A estrutura é a última esperança para pacientes com complicações que não podem ser tratadas noutros lugares. Por outras palavras, as pessoas procuram cuidados no hospital de Bangassou dia e noite, viajando centenas de quilómetros de mota em terrenos acidentados, porque nem tratamento, nem medicamentos, estão disponíveis noutro sítio.

Louis-Marie Sabio visitou o hospital de Bangassou para uma sessão de formação da MSF. “Já viram o estado da minha instalação. Às vezes, tenho de encaminhar pacientes para aqui sem conseguir sequer estabilizá-los, sem quaisquer garantias de que sobreviverão.
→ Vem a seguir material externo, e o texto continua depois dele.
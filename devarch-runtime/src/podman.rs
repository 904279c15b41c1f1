use std::collections::BTreeMap;
use std::path::PathBuf;
use std::time::Duration;

use async_trait::async_trait;
use bollard::{Docker, API_DEFAULT_VERSION};
use tracing::info;

use devarch_core::error::{Error, Result};
use devarch_core::runtime::{
    ComposeOptions, ContainerRuntime, ContainerState, ContainerStats, ExecOutput, NetworkInfo,
    RuntimeKind,
};
use devarch_core::types::EffectiveConfig;

use crate::compose_cli::ComposeCli;
use crate::{convert, ops};

/// Engine B: Podman, through its Docker-compatible API socket.
pub struct PodmanEngine {
    docker: Docker,
    compose: ComposeCli,
}

impl PodmanEngine {
    pub async fn connect() -> Result<Self> {
        let socket = podman_socket_path().ok_or_else(|| {
            Error::engine_unavailable("no podman socket found")
                .with_suggestion("run 'systemctl --user start podman.socket'")
        })?;
        let docker = Docker::connect_with_socket(
            &socket.to_string_lossy(),
            120,
            API_DEFAULT_VERSION,
        )
        .map_err(convert::map_engine_error)?;
        let version = docker.version().await.map_err(convert::map_engine_error)?;
        info!(
            socket = %socket.display(),
            version = version.version.as_deref().unwrap_or("unknown"),
            "connected to Podman"
        );
        Ok(Self {
            docker,
            compose: ComposeCli::podman(),
        })
    }

    pub async fn list_managed(&self, stack: Option<&str>) -> Result<Vec<String>> {
        ops::list_managed_containers(&self.docker, stack).await
    }
}

/// Rootless socket first, system socket second.
fn podman_socket_path() -> Option<PathBuf> {
    if let Ok(explicit) = std::env::var("PODMAN_SOCK") {
        let path = PathBuf::from(explicit);
        if path.exists() {
            return Some(path);
        }
    }
    if let Ok(runtime_dir) = std::env::var("XDG_RUNTIME_DIR") {
        let path = PathBuf::from(runtime_dir).join("podman/podman.sock");
        if path.exists() {
            return Some(path);
        }
    }
    let system = PathBuf::from("/run/podman/podman.sock");
    system.exists().then_some(system)
}

#[async_trait]
impl ContainerRuntime for PodmanEngine {
    fn kind(&self) -> RuntimeKind {
        RuntimeKind::Podman
    }

    async fn ping(&self) -> Result<()> {
        ops::ping(&self.docker).await
    }

    async fn inspect(&self, name: &str) -> Result<Option<ContainerState>> {
        ops::inspect(&self.docker, name).await
    }

    async fn create(&self, config: &EffectiveConfig, network: &str) -> Result<()> {
        ops::create(&self.docker, config, network).await
    }

    async fn start(&self, name: &str) -> Result<()> {
        ops::start(&self.docker, name).await
    }

    async fn stop(&self, name: &str, timeout: Duration) -> Result<()> {
        ops::stop(&self.docker, name, timeout).await
    }

    async fn remove(&self, name: &str, force: bool) -> Result<()> {
        ops::remove(&self.docker, name, force).await
    }

    async fn exec(&self, name: &str, cmd: &[String]) -> Result<ExecOutput> {
        ops::exec(&self.docker, name, cmd).await
    }

    async fn logs(&self, name: &str, tail: usize) -> Result<String> {
        ops::logs(&self.docker, name, tail).await
    }

    async fn stats(&self, name: &str) -> Result<ContainerStats> {
        ops::stats(&self.docker, name).await
    }

    async fn network_create(&self, name: &str, labels: &BTreeMap<String, String>) -> Result<()> {
        ops::network_create(&self.docker, name, labels).await
    }

    async fn network_inspect(&self, name: &str) -> Result<Option<NetworkInfo>> {
        ops::network_inspect(&self.docker, name).await
    }

    async fn network_list(&self) -> Result<Vec<NetworkInfo>> {
        ops::network_list(&self.docker).await
    }

    async fn network_remove(&self, name: &str) -> Result<()> {
        ops::network_remove(&self.docker, name).await
    }

    async fn compose_up(&self, opts: &ComposeOptions) -> Result<()> {
        self.compose.up(opts).await
    }

    async fn compose_down(&self, opts: &ComposeOptions) -> Result<()> {
        self.compose.down(opts).await
    }
}
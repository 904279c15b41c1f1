use serde::{Deserialize, Serialize};
use warp::{Rejection, Reply};

use devarch_core::plan as core_plan;
use devarch_core::types::Diagnostic;
use devarch_core::{compose, resolver, validation};

use crate::reject::reject;
use crate::state::AppState;

#[derive(Debug, Deserialize)]
pub struct ApplyBody {
    pub fingerprint: String,
}

#[derive(Debug, Deserialize)]
pub struct LogsQuery {
    #[serde(default = "default_tail")]
    pub tail: usize,
}

fn default_tail() -> usize {
    100
}

#[derive(Debug, Serialize)]
pub struct ComposePreview {
    pub yaml: String,
    pub diagnostics: Vec<Diagnostic>,
}

/// GET `/stacks/{name}/instances/{instance}/effective` — the resolver
/// output for one instance.
pub async fn effective(
    stack: String,
    instance_id: String,
    state: AppState,
) -> Result<impl Reply, Rejection> {
    let config = resolver::resolve_instance(&state.store, &stack, &instance_id)
        .await
        .map_err(reject)?;
    Ok(warp::reply::json(&config))
}

/// GET `/stacks/{name}/compose` — current generator output, not applied.
pub async fn compose_preview(stack: String, state: AppState) -> Result<impl Reply, Rejection> {
    let stack_row = state.store.require_stack(&stack).await.map_err(reject)?;
    let configs = resolver::resolve_stack(&state.store, &stack)
        .await
        .map_err(reject)?;
    let generated = compose::generate(
        &stack_row,
        &configs,
        state.settings.host_project_root_path().as_deref(),
    )
    .map_err(reject)?;
    Ok(warp::reply::json(&ComposePreview {
        yaml: generated.yaml,
        diagnostics: generated.diagnostics,
    }))
}

/// POST `/stacks/{name}/plan` — structured diff plus fingerprint.
pub async fn plan(stack: String, state: AppState) -> Result<impl Reply, Rejection> {
    let plan = core_plan::build_plan(
        &state.store,
        state.runtime.as_ref(),
        &state.inspect_cache,
        &stack,
    )
    .await
    .map_err(reject)?;
    state.plans.put(plan.clone()).await;
    Ok(warp::reply::json(&plan))
}

/// POST `/stacks/{name}/apply` — execute the plan named by its fingerprint.
pub async fn apply(
    stack: String,
    body: ApplyBody,
    state: AppState,
) -> Result<impl Reply, Rejection> {
    let report = state
        .apply
        .apply(&stack, &body.fingerprint)
        .await
        .map_err(reject)?;
    Ok(warp::reply::json(&report))
}

pub async fn logs(
    stack: String,
    instance_id: String,
    query: LogsQuery,
    state: AppState,
) -> Result<impl Reply, Rejection> {
    state.store.require_instance(&stack, &instance_id).await.map_err(reject)?;
    let name = validation::container_name(&stack, &instance_id);
    let logs = state
        .runtime
        .logs(&name, query.tail)
        .await
        .map_err(reject)?;
    Ok(warp::reply::json(&serde_json::json!({
        "container": name,
        "logs": logs,
    })))
}

pub async fn stats(
    stack: String,
    instance_id: String,
    state: AppState,
) -> Result<impl Reply, Rejection> {
    state.store.require_instance(&stack, &instance_id).await.map_err(reject)?;
    let name = validation::container_name(&stack, &instance_id);
    let stats = state.runtime.stats(&name).await.map_err(reject)?;
    Ok(warp::reply::json(&stats))
}
use std::collections::BTreeMap;

use chrono::{DateTime, SecondsFormat, Utc};
use serde::{Deserialize, Serialize};

use crate::error::Result;
use crate::store::Store;

pub const LOCKFILE_VERSION: u32 = 1;

/// Resolved snapshot (`devarch.lock`): per instance the chosen host ports,
/// observed image digest, and template version. Deterministic — two exports
/// from the same state are byte-identical, so `exported_at` derives from the
/// stored records, never from the wall clock.
#[derive(Debug, Clone, PartialEq, Serialize, Deserialize)]
pub struct LockfileDoc {
    pub version: u32,
    pub stack: String,
    pub exported_at: String,
    pub instances: BTreeMap<String, LockfileInstance>,
}

#[derive(Debug, Clone, PartialEq, Serialize, Deserialize)]
pub struct LockfileInstance {
    pub host_ports: Vec<u16>,
    #[serde(skip_serializing_if = "Option::is_none")]
    pub image_digest: Option<String>,
    pub template_version: i64,
}

impl LockfileDoc {
    pub fn to_yaml(&self) -> Result<String> {
        Ok(serde_yaml::to_string(self)?)
    }

    pub fn from_yaml(yaml: &str) -> Result<Self> {
        let doc: LockfileDoc = serde_yaml::from_str(yaml)?;
        if doc.version != LOCKFILE_VERSION {
            return Err(crate::error::Error::validation(format!(
                "unsupported lockfile version {} (expected {})",
                doc.version, LOCKFILE_VERSION
            ))
            .with_field("version"));
        }
        Ok(doc)
    }
}

/// Export the current lockfile of a stack.
pub async fn export_lockfile(store: &Store, stack_name: &str) -> Result<LockfileDoc> {
    let stack = store.require_stack(stack_name).await?;
    let entries = store.get_lockfile(&stack.id).await?;

    // Derived from the stored records so equal state exports byte-identical
    // files; a never-applied stack pins the epoch.
    let exported_at = entries
        .iter()
        .map(|e| e.recorded_at)
        .max()
        .unwrap_or(DateTime::UNIX_EPOCH);

    let instances = entries
        .into_iter()
        .map(|entry| {
            (
                entry.instance_id,
                LockfileInstance {
                    host_ports: entry.host_ports,
                    image_digest: entry.image_digest,
                    template_version: entry.template_version,
                },
            )
        })
        .collect();

    Ok(LockfileDoc {
        version: LOCKFILE_VERSION,
        stack: stack.name.clone(),
        exported_at: format_ts(exported_at),
        instances,
    })
}

fn format_ts(ts: DateTime<Utc>) -> String {
    ts.to_rfc3339_opts(SecondsFormat::Secs, true)
}
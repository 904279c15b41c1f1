use std::collections::{BTreeMap, HashMap};
use std::sync::atomic::{AtomicBool, Ordering};
use std::sync::Mutex;
use std::time::Duration;

use async_trait::async_trait;
use chrono::Utc;

use devarch_core::config::Settings;
use devarch_core::error::{Error, ErrorKind, Result};
use devarch_core::runtime::{
    ComposeOptions, ContainerRuntime, ContainerState, ContainerStats, ContainerStatus,
    ExecOutput, HealthStatus, NetworkInfo, RuntimeKind,
};
use devarch_core::store::{Store, TemplateSpec};
use devarch_core::types::{EffectiveConfig, EnvVar, PortSpec, Protocol};

/// In-memory engine standing in for Docker/Podman. `compose_up` parses the
/// generated YAML and fabricates running containers from it.
#[derive(Default)]
pub struct MockRuntime {
    pub containers: Mutex<HashMap<String, ContainerState>>,
    pub networks: Mutex<HashMap<String, NetworkInfo>>,
    pub compose_failure: Mutex<Option<ErrorKind>>,
    pub ping_fails: AtomicBool,
}

impl MockRuntime {
    pub fn new() -> Self {
        Self::default()
    }

    pub fn fail_next_compose(&self, kind: ErrorKind) {
        *self.compose_failure.lock().unwrap() = Some(kind);
    }

    /// Plant a container that devarch does not manage.
    pub fn plant_unmanaged(&self, name: &str) {
        let state = ContainerState {
            name: name.to_string(),
            status: ContainerStatus::Running,
            started_at: Some(Utc::now()),
            health: HealthStatus::None,
            restart_count: 0,
            image_digest: Some("sha256:foreign".to_string()),
            networks: vec![],
            mounts: vec![],
            labels: HashMap::new(),
            host_ports: vec![],
        };
        self.containers.lock().unwrap().insert(name.to_string(), state);
    }

    pub fn container_names(&self) -> Vec<String> {
        let mut names: Vec<String> = self.containers.lock().unwrap().keys().cloned().collect();
        names.sort();
        names
    }

    pub fn network_names(&self) -> Vec<String> {
        let mut names: Vec<String> = self.networks.lock().unwrap().keys().cloned().collect();
        names.sort();
        names
    }
}

#[async_trait]
impl ContainerRuntime for MockRuntime {
    fn kind(&self) -> RuntimeKind {
        RuntimeKind::Docker
    }

    async fn ping(&self) -> Result<()> {
        if self.ping_fails.load(Ordering::SeqCst) {
            return Err(Error::engine_unavailable("mock engine down"));
        }
        Ok(())
    }

    async fn inspect(&self, name: &str) -> Result<Option<ContainerState>> {
        Ok(self.containers.lock().unwrap().get(name).cloned())
    }

    async fn create(&self, config: &EffectiveConfig, network: &str) -> Result<()> {
        let state = ContainerState {
            name: config.container_name.clone(),
            status: ContainerStatus::Created,
            started_at: None,
            health: HealthStatus::None,
            restart_count: 0,
            image_digest: Some(format!("sha256:mock-{}", config.image)),
            networks: vec![network.to_string()],
            mounts: vec![],
            labels: config.labels.clone().into_iter().collect(),
            host_ports: config.ports.iter().filter_map(|p| p.host).collect(),
        };
        self.containers
            .lock()
            .unwrap()
            .insert(config.container_name.clone(), state);
        Ok(())
    }

    async fn start(&self, name: &str) -> Result<()> {
        match self.containers.lock().unwrap().get_mut(name) {
            Some(state) => {
                state.status = ContainerStatus::Running;
                state.started_at = Some(Utc::now());
                Ok(())
            }
            None => Err(Error::not_found(format!("no container '{}'", name))),
        }
    }

    async fn stop(&self, name: &str, _timeout: Duration) -> Result<()> {
        if let Some(state) = self.containers.lock().unwrap().get_mut(name) {
            state.status = ContainerStatus::Exited;
        }
        Ok(())
    }

    async fn remove(&self, name: &str, _force: bool) -> Result<()> {
        self.containers.lock().unwrap().remove(name);
        Ok(())
    }

    async fn exec(&self, name: &str, cmd: &[String]) -> Result<ExecOutput> {
        if !self.containers.lock().unwrap().contains_key(name) {
            return Err(Error::not_found(format!("no container '{}'", name)));
        }
        Ok(ExecOutput {
            exit_code: 0,
            stdout: format!("ran: {}", cmd.join(" ")),
            stderr: String::new(),
        })
    }

    async fn logs(&self, name: &str, _tail: usize) -> Result<String> {
        Ok(format!("logs for {}", name))
    }

    async fn stats(&self, _name: &str) -> Result<ContainerStats> {
        Ok(ContainerStats {
            cpu_percent: 1.0,
            memory_bytes: 1024,
            memory_limit_bytes: 4096,
            rx_bytes: 0,
            tx_bytes: 0,
        })
    }

    async fn network_create(&self, name: &str, labels: &BTreeMap<String, String>) -> Result<()> {
        let mut networks = self.networks.lock().unwrap();
        if let Some(existing) = networks.get(name) {
            if existing.managed {
                return Ok(());
            }
            return Err(Error::conflict(format!("network '{}' not managed", name)));
        }
        let mut labels: HashMap<String, String> = labels.clone().into_iter().collect();
        labels.insert("devarch.managed_by".to_string(), "devarch".to_string());
        networks.insert(
            name.to_string(),
            NetworkInfo {
                name: name.to_string(),
                id: format!("net-{}", name),
                driver: "bridge".to_string(),
                managed: true,
                labels,
            },
        );
        Ok(())
    }

    async fn network_inspect(&self, name: &str) -> Result<Option<NetworkInfo>> {
        Ok(self.networks.lock().unwrap().get(name).cloned())
    }

    async fn network_list(&self) -> Result<Vec<NetworkInfo>> {
        Ok(self
            .networks
            .lock()
            .unwrap()
            .values()
            .filter(|n| n.managed)
            .cloned()
            .collect())
    }

    async fn network_remove(&self, name: &str) -> Result<()> {
        let mut networks = self.networks.lock().unwrap();
        match networks.get(name) {
            None => Ok(()),
            Some(info) if !info.managed => {
                Err(Error::conflict(format!("network '{}' not managed", name)))
            }
            Some(_) => {
                networks.remove(name);
                Ok(())
            }
        }
    }

    async fn compose_up(&self, opts: &ComposeOptions) -> Result<()> {
        // Let concurrent applies overlap so lock contention is observable.
        tokio::time::sleep(Duration::from_millis(50)).await;

        if let Some(kind) = self.compose_failure.lock().unwrap().take() {
            return Err(Error::new(kind, "mock compose failure"));
        }

        let yaml = std::fs::read_to_string(&opts.file)
            .map_err(|e| Error::internal(format!("mock cannot read compose file: {}", e)))?;
        let doc: serde_yaml::Value = serde_yaml::from_str(&yaml)
            .map_err(|e| Error::internal(format!("mock cannot parse compose file: {}", e)))?;

        let services = doc
            .get("services")
            .and_then(|s| s.as_mapping())
            .cloned()
            .unwrap_or_default();
        let mut containers = self.containers.lock().unwrap();
        for (_, service) in services {
            let name = service
                .get("container_name")
                .and_then(|v| v.as_str())
                .unwrap_or_default()
                .to_string();
            let image = service
                .get("image")
                .and_then(|v| v.as_str())
                .unwrap_or_default()
                .to_string();
            let labels: HashMap<String, String> = service
                .get("labels")
                .and_then(|v| v.as_mapping())
                .map(|m| {
                    m.iter()
                        .filter_map(|(k, v)| {
                            Some((k.as_str()?.to_string(), v.as_str()?.to_string()))
                        })
                        .collect()
                })
                .unwrap_or_default();
            let host_ports: Vec<u16> = service
                .get("ports")
                .and_then(|v| v.as_sequence())
                .map(|seq| {
                    seq.iter()
                        .filter_map(|p| p.as_str())
                        .filter_map(|p| p.split(':').next())
                        .filter_map(|p| p.parse().ok())
                        .collect()
                })
                .unwrap_or_default();

            containers.insert(
                name.clone(),
                ContainerState {
                    name,
                    status: ContainerStatus::Running,
                    started_at: Some(Utc::now()),
                    health: HealthStatus::None,
                    restart_count: 0,
                    image_digest: Some(format!("sha256:mock-{}", image)),
                    networks: vec![opts.project.clone()],
                    mounts: vec![],
                    labels,
                    host_ports,
                },
            );
        }
        Ok(())
    }

    async fn compose_down(&self, opts: &ComposeOptions) -> Result<()> {
        let prefix = format!("devarch-{}-", opts.project);
        self.containers
            .lock()
            .unwrap()
            .retain(|name, _| !name.starts_with(&prefix));
        Ok(())
    }
}

/// Settings pointed at temp directories.
pub fn test_settings(dir: &std::path::Path) -> Settings {
    let mut settings = Settings::default();
    settings.compose_root = dir.join("compose").to_string_lossy().into_owned();
    settings.database_path = dir.join("devarch.db").to_string_lossy().into_owned();
    settings.lock_ttl_secs = 60;
    settings.engine_timeout_secs = 5;
    settings.apply_timeout_secs = 30;
    settings
}

pub async fn open_store(settings: &Settings) -> Store {
    Store::new(&settings.database_path).await.unwrap()
}

/// A small PHP-ish template with one port and one env var.
pub fn php_template() -> TemplateSpec {
    TemplateSpec {
        image: "php:8.3-fpm".to_string(),
        restart_policy: Some("unless-stopped".to_string()),
        ports: vec![PortSpec {
            host: Some(9000),
            container: 9000,
            protocol: Protocol::Tcp,
        }],
        env: vec![EnvVar {
            key: "APP_ENV".to_string(),
            value: "local".to_string(),
            secret: false,
        }],
        ..Default::default()
    }
}

pub fn postgres_template() -> TemplateSpec {
    TemplateSpec {
        image: "postgres:16".to_string(),
        restart_policy: Some("unless-stopped".to_string()),
        env: vec![EnvVar {
            key: "POSTGRES_DB".to_string(),
            value: "app".to_string(),
            secret: false,
        }],
        ..Default::default()
    }
}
No outro dia, tive de transferir um bebé para Bangassou de mota, já que não temos ambulância. Não conseguimos estabilizá-lo e morreu a poucos quilómetros de lá, na mota.”

 

Onde está toda a gente?

Interior do hospital regional de Bangassou, onde a MSF presta apoio. © Julien Dewarichet

“A situação na RCA é chocante, mas estou igualmente alarmado pela falta de atenção internacional”, sublinha o coordenador do projeto da MSF na República Centro-Africana, René Colgo.

“Esta crise continua desconhecida para o resto do mundo, apesar dos enormes desafios enfrentados pelas pessoas. O financiamento humanitário não é suficiente para responder às necessidades. Por causa da insegurança, ou de constrangimentos logísticos, as organizações nem sempre estão presentes nas áreas onde as necessidades são maiores. Tem de se fazer muito mais para prestar apoio às pessoas. Onde está toda a gente? Não podemos e não devemos habituar-nos a ver a República Centro-Africana no topo da tabela das piores crises humanitárias.”